War das damals für Sie schon normal, dass man mit seinem Trainer über dieses Thema spricht?
Nein. Ich wusste, dass er Profi ist und mit Profis trainiert hat. Im Skifahren, Radfahren usw. Aber ich wusste nicht so ganz, warum er mich darauf ansprach. Ich kannte ihn schon lange, und es war auf keinen Fall unangenehm. Eher dachte ich mir, „cool, dass ihm das als Mann wichtig ist“.
Wie sind Sie das dann angegangen?
Ich habe versucht, wieder ein normales Essverhalten an den Tag zu legen. Und innerhalb von zwei Monaten hatten wir das im Griff.
Es geht im Training auch darum, was der Körper leisten kann und wie verletzungsanfällig er ist. Werden diese Aspekte eingearbeitet?
Wir können Schwankungen z. B. bei Puls oder Schlafqualität mit den verschiedenen Phasen des Zyklus erklären. Es ist wie im Bilderbuch, jede Zykluswoche ist bei mir anders. Bin ich gut drauf, steuert er das Training intensiv.
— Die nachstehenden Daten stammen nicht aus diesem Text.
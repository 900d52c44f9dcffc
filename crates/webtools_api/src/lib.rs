pub mod initializer;
pub mod redirect;
pub mod routes;
pub mod services;

pub use initializer::{template_context, RequestInitializer, WebtoolsConfig};
pub use redirect::{index_redirect, webtools_redirect};
pub use routes::RouteTable;
pub use services::{
    AssetManager, AssetRegistry, NoopCustomizer, PageCustomizer, ResourceLocator, Resources,
    RouteMatcher, StaticUrl, StaticVersion, UrlHelper, VersionProvider, View, ViewSink,
};

/// Per-request view state, built fresh for every request and dropped with it.
#[derive(Debug, Default, Clone)]
pub struct PageContext {
    pub view: View,
    pub assets: AssetManager,
}

impl PageContext {
    pub fn new() -> Self {
        Self::default()
    }
}
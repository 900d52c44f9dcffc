use serde::{Deserialize, Serialize};

pub const INDEX_PATH: &str = "/";

#[derive(Debug, Clone, PartialEq, Eq, Serialize, Deserialize)]
pub struct Redirect {
    pub location: String,
    pub permanent: bool,
}

impl Redirect {
    pub fn to(location: impl Into<String>) -> Self {
        Self {
            location: location.into(),
            permanent: false,
        }
    }

    pub fn permanent(location: impl Into<String>) -> Self {
        Self {
            location: location.into(),
            permanent: true,
        }
    }

    pub fn index() -> Self {
        Self::to(INDEX_PATH)
    }

    /// 301 for permanent redirects, 302 otherwise.
    pub fn status_code(&self) -> u16 {
        if self.permanent {
            301
        } else {
            302
        }
    }
}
Wenn ich hingegen gerade auf meine Tage warte, sieht mein Trainer mir das an und geht vielleicht auch einmal runter vom Gas. Aber nur minimal.
Würden Sie sagen, Sie steuern Ihr Training nach dem Zyklus?
Wir wissen, dass das beste Instrument ist, das wir haben. Da haben wir einen großen Vorteil gegenüber den Männern. Denn wenn ich regelmäßig meine Tage bekomme, wissen wir, dass Ernährung, Belastung und Regeneration stimmen. „Steuern“ ist vielleicht übertrieben, aber bevor ich an mein Limit gehe, geht der Trainer vorher einen Gang runter.